Pⁿ is player number n   ...   and _(W;L) is win; loss chance.

 If each player has en equal chance of winning, then their chance of winning is 1/x  and their chance of losing is

(1-1/x).

 First, we know that P¹_(W;L) = (1/x ; 1-1/x)

 Now, for players other than the first one, I came up with this to calculate the chance of a player losing:

     y/x + [(1-y/x)(1-1/(x-y))] 

 -The chances of a player losing will be the sum of the chances of the players before him winning plus the chance of him losing in his turn(not as an independent event).

 For P² we know that ''the sum of the chances of the players before him winning'' is y/x and will continue to be y/x for other P's if we continue to get 1/x as the P_(W).

 The chance of a player losing in his turn(not as an independent event) will be the product of the chances of the players before him not picking the right number(allowing his turn to be played) multiplied by the chance of him picking a wrong number.

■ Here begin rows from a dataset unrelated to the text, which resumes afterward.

//! Point and dataset types.
//!
//! A [`Dataset`] is the arena every algorithm works on: points are stored
//! contiguously and referenced by their input index everywhere else.

use std::collections::HashSet;
use std::fmt;

use crate::error::{Error, Result};

#[cfg(feature = "serde")]
use serde::{Deserialize, Serialize};

/// Identifier or ground-truth label: either an integer or free text.
#[derive(Debug, Clone, PartialEq, Eq, Hash, PartialOrd, Ord)]
#[cfg_attr(feature = "serde", derive(Serialize, Deserialize))]
#[cfg_attr(feature = "serde", serde(untagged))]
pub enum Identifier {
    /// Integer identifier.
    Int(i64),
    /// Textual identifier.
    Text(String),
}

/// Unique identifier of a point within a dataset.
pub type PointId = Identifier;

/// Ground-truth class of a point.
pub type Label = Identifier;

impl Identifier {
    /// Parses a token, preferring the integer form when it round-trips.
    pub fn parse(token: &str) -> Self {
        let trimmed = token.trim();
        match trimmed.parse::<i64>() {
            Ok(value) if value.to_string() == trimmed => Self::Int(value),
            _ => Self::Text(trimmed.to_string()),
        }
    }
}

impl fmt::Display for Identifier {
    fn fmt(&self, f: &mut fmt::Formatter<'_>) -> fmt::Result {
        match self {
            Self::Int(value) => write!(f, "{value}"),
            Self::Text(value) => f.write_str(value),
        }
    }
}

impl From<i64> for Identifier {
    fn from(value: i64) -> Self {
        Self::Int(value)
    }
}

impl From<usize> for Identifier {
    fn from(value: usize) -> Self {
        Self::Int(i64::try_from(value).unwrap_or(i64::MAX))
    }
}

impl From<&str> for Identifier {
    fn from(value: &str) -> Self {
        Self::Text(value.to_string())
    }
}

impl From<String> for Identifier {
    fn from(value: String) -> Self {
        Self::Text(value)
    }
}

/// A single input point with immutable coordinates.
#[derive(Debug, Clone, PartialEq)]
#[cfg_attr(feature = "serde", derive(Serialize, Deserialize))]
pub struct Point {
    /// Identifier, unique within the dataset.
    pub id: PointId,
    /// Coordinates in real vector space.
    pub coords: Vec<f64>,
    /// Optional ground-truth class, only read by quality metrics.
    pub label: Option<Label>,
}

impl Point {
    /// Creates a point without a ground-truth label.
    pub fn new(id: impl Into<PointId>, coords: Vec<f64>) -> Self {
        Self {
            id: id.into(),
            coords,
            label: None,
        }
    }

    /// Attaches a ground-truth label.
    #[must_use]
    pub fn with_label(mut self, label: impl Into<Label>) -> Self {
        self.label = Some(label.into());
        self
    }

    /// Returns the number of coordinates.
    #[inline]
    pub fn dimensions(&self) -> usize {
        self.coords.len()
    }
}

/// An ordered collection of points with a fixed dimensionality.
#[derive(Debug, Clone, PartialEq)]
#[cfg_attr(feature = "serde", derive(Serialize, Deserialize))]
pub struct Dataset {
    points: Vec<Point>,
    dimensions: usize,
}

impl Dataset {
    /// Builds a dataset, checking dimensionality and id uniqueness once.
    ///
    /// # Errors
    /// - [`Error::EmptyDataset`] if `points` is empty.
    /// - [`Error::InvalidDimension`] if the first point has no coordinates or
    ///   any point disagrees with the first one.
    /// - [`Error::NonFiniteCoordinate`] if a coordinate is NaN or infinite.
    /// - [`Error::DuplicatePointId`] if two points share an id.
    pub fn new(points: Vec<Point>) -> Result<Self> {
        let first = points.first().ok_or(Error::EmptyDataset)?;
        let dimensions = first.dimensions();
        if dimensions == 0 {
            return Err(Error::InvalidDimension {
                expected: 1,
                found: 0,
            });
        }

        let mut seen = HashSet::with_capacity(points.len());
        for point in &points {
            if point.dimensions() != dimensions {
                return Err(Error::InvalidDimension {
                    expected: dimensions,
                    found: point.dimensions(),
                });
            }
            if let Some(dimension) = point.coords.iter().position(|c| !c.is_finite()) {
                return Err(Error::NonFiniteCoordinate {
                    id: point.id.to_string(),
                    dimension,
                });
            }
            if !seen.insert(&point.id) {
                return Err(Error::DuplicatePointId(point.id.to_string()));
            }
        }

        Ok(Self { points, dimensions })
    }

    /// Builds a dataset from raw coordinate rows, using row indices as ids.
    ///
    /// # Errors
    /// Same as [`Dataset::new`].
    pub fn from_rows(rows: Vec<Vec<f64>>) -> Result<Self> {
        Self::new(
            rows.into_iter()
                .enumerate()
                .map(|(idx, coords)| Point::new(idx, coords))
                .collect(),
        )
    }

    /// Returns the number of points.
    #[inline]
    pub fn len(&self) -> usize {
        self.points.len()
    }

    /// Returns true if the dataset has no points.
    ///
    /// Always false for a dataset built through [`Dataset::new`].
    #[inline]
    pub fn is_empty(&self) -> bool {
        self.points.is_empty()
    }

    /// Returns the shared dimensionality.
    #[inline]
    pub fn dimensions(&self) -> usize {
        self.dimensions
    }

    /// Returns all points in input order.
    #[inline]
    pub fn points(&self) -> &[Point] {
        &self.points
    }

    /// Returns the point at `index`.
    #[inline]
    pub fn point(&self, index: usize) -> &Point {
        &self.points[index]
    }

    /// Returns the coordinates of the point at `index`.
    #[inline]
    pub fn coords(&self, index: usize) -> &[f64] {
        &self.points[index].coords
    }

    /// Returns an iterator over the points.
    pub fn iter(&self) -> impl Iterator<Item = &Point> {
        self.points.iter()
    }

    /// Returns true if every point carries a ground-truth label.
    pub fn has_ground_truth(&self) -> bool {
        self.points.iter().all(|p| p.label.is_some())
    }

    /// Returns the ground-truth labels, or an error if any is missing.
    ///
    /// # Errors
    /// [`Error::MissingGroundTruth`] if any point has no label.
    pub fn labels(&self) -> Result<Vec<&Label>> {
        self.points
            .iter()
            .map(|p| p.label.as_ref().ok_or(Error::MissingGroundTruth))
            .collect()
    }

    /// Coordinate-wise minimum over all points.
    pub fn coordinate_minimum(&self) -> Vec<f64> {
        let mut minimum = vec![f64::INFINITY; self.dimensions];
        for point in &self.points {
            for (lo, &value) in minimum.iter_mut().zip(&point.coords) {
                *lo = lo.min(value);
            }
        }
        minimum
    }
}

impl<'a> IntoIterator for &'a Dataset {
    type Item = &'a Point;
    type IntoIter = std::slice::Iter<'a, Point>;

    fn into_iter(self) -> Self::IntoIter {
        self.points.iter()
    }
}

 ''The chance of any player picking a wrong number'' is 1-1/(x-y) since the chance of him picking the right number is 1/(x-y) because the amount of numbers in the ''pool'' goes down by 1 each time you go to the next player.

 Now, for ''the product of the chances of the players before him not picking the right number''; with P² we get:

 (1-1/x) since there is only P¹

 So, the total chance of P² picking the wrong number would be (1-1/x)(1-1/(x-1)) --- This becomes 1-2/x; and when we try to get it for P³, we would multiply (1-2x) by (1-1/(x-2)) --- This in turn becomes 1-3/x; and we get this part of the formula:

 y/x + [(1-y/x)(1-1/(x-y))] 

 So, by solving this we should get 1-1/x :

 y/x + 1 - y/x - 1/(x-y) + y/(x²-xy)

 y/x + 1 - y/x - x/(x²-xy) + y/(x²-xy)

 1 + (-x+y)/(x²-xy)

 1 + (-1/x)

 1-1/x   yay!

 Now, The chances of a player winning will be the product of the chances of the players before him not picking the right number(allowing his turn to be played) multiplied by the chance of him picking the right number.

 So,

 (1-y/x)(1/(x-y)) --- which when solved should equal 1/x

 (1/(x-y)) - (y/(x²-xy))

 (x/(x²-xy)) - (y/(x²-xy))

 (x-y)/(x²-xy)

 1/x   yay!

 And for the last player: y = x-1 --- So,

 P_(W) = (1-(x-1)/x)(1/(x-(x-1)))

             ((x-(x-1))/x)(1/1)

             (1/x)

              1/x   yay!

Did any of this make sense?

Was there any problem in my reasoning?

Did I succeed?